§ **What is being asked**: The lines to return are those below that contain the word "PartialEq".

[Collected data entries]
// ── Product domain types ──

use chrono::NaiveDate;
use serde::{Deserialize, Serialize};

use super::Keyed;

/// A classification for products (wine, cider, vinegar, ...).
#[derive(Debug, Clone, PartialEq, Eq, Serialize, Deserialize)]
pub struct ProductType {
    pub id: i64,
    pub title: String,
}

impl Keyed for ProductType {
    fn key(&self) -> i64 {
        self.id
    }
}

/// A trackable good that may be stored inside containers.
#[derive(Debug, Clone, Serialize, Deserialize)]
pub struct Product {
    pub id: i64,
    pub name: String,
    pub type_id: Option<i64>,
    pub description: Option<String>,
    pub produced: Option<NaiveDate>,
    pub expiration_date: Option<NaiveDate>,
}

impl Product {
    /// Whether the product is past its expiration date on `today`.
    pub fn is_expired(&self, today: NaiveDate) -> bool {
        self.expiration_date.is_some_and(|d| d < today)
    }
}

impl Keyed for Product {
    fn key(&self) -> i64 {
        self.id
    }
}

/// Form input for creating or updating a product.
#[derive(Debug, Clone, Default)]
pub struct ProductInput {
    pub name: String,
    pub type_id: i64,
    pub description: Option<String>,
    pub produced: Option<NaiveDate>,
    pub expiration_date: Option<NaiveDate>,
}

#[cfg(test)]
mod tests {
    use super::*;

    fn date(y: i32, m: u32, d: u32) -> NaiveDate {
        NaiveDate::from_ymd_opt(y, m, d).expect("valid date")
    }

    #[test]
    fn expiry_is_strictly_before_today() {
        let product = Product {
            id: 1,
            name: "cider".into(),
            type_id: Some(2),
            description: None,
            produced: Some(date(2024, 1, 10)),
            expiration_date: Some(date(2024, 6, 1)),
        };
        assert!(product.is_expired(date(2024, 6, 2)));
        assert!(!product.is_expired(date(2024, 6, 1)));
        assert!(!product.is_expired(date(2024, 5, 31)));
    }

    #[test]
    fn no_expiration_date_never_expires() {
        let product = Product {
            id: 1,
            name: "brine".into(),
            type_id: None,
            description: None,
            produced: None,
            expiration_date: None,
        };
        assert!(!product.is_expired(date(2030, 1, 1)));
    }
}
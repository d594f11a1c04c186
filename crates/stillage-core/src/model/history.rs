// ── Container history domain type ──

use chrono::{DateTime, Utc};
use serde::{Deserialize, Serialize};

use super::Keyed;

/// An append-only log entry describing an action taken on a container's
/// contents. Created by backend actions; strictly read-only here.
#[derive(Debug, Clone, Serialize, Deserialize)]
pub struct HistoryRecord {
    pub id: i64,
    pub container_id: i64,
    pub product_id: Option<i64>,
    pub action_type: String,
    pub action_date: Option<DateTime<Utc>>,
    pub notes: Option<String>,
    pub created_at: Option<DateTime<Utc>>,
    pub updated_at: Option<DateTime<Utc>>,
}

impl Keyed for HistoryRecord {
    fn key(&self) -> i64 {
        self.id
    }
}
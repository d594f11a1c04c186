// ── Measurement unit domain type ──

use serde::{Deserialize, Serialize};
use strum::{Display, EnumString};

use super::Keyed;

/// Classification of a measurement unit. Numeric on the wire:
/// 0 = Default, 1 = Mass, 2 = Capacity.
#[derive(
    Debug, Clone, Copy, PartialEq, Eq, Default, Display, EnumString, Serialize, Deserialize,
)]
#[strum(ascii_case_insensitive)]
pub enum UnitKind {
    #[default]
    Default,
    Mass,
    Capacity,
}

impl UnitKind {
    /// Decode the wire code, falling back to `Default`.
    pub fn from_code(code: Option<u8>) -> Self {
        match code {
            Some(1) => Self::Mass,
            Some(2) => Self::Capacity,
            _ => Self::Default,
        }
    }

    /// The numeric wire code.
    pub fn code(self) -> u8 {
        match self {
            Self::Default => 0,
            Self::Mass => 1,
            Self::Capacity => 2,
        }
    }
}

/// A measurement unit (e.g. liters) with a type classification.
#[derive(Debug, Clone, Serialize, Deserialize)]
pub struct Unit {
    pub id: i64,
    pub title: String,
    pub kind: UnitKind,
}

impl Keyed for Unit {
    fn key(&self) -> i64 {
        self.id
    }
}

§ **Exercise solution**:
#[derive(Debug, Clone, PartialEq, Eq, Serialize, Deserialize)]
    Debug, Clone, Copy, PartialEq, Eq, Default, Display, EnumString, Serialize, Deserialize,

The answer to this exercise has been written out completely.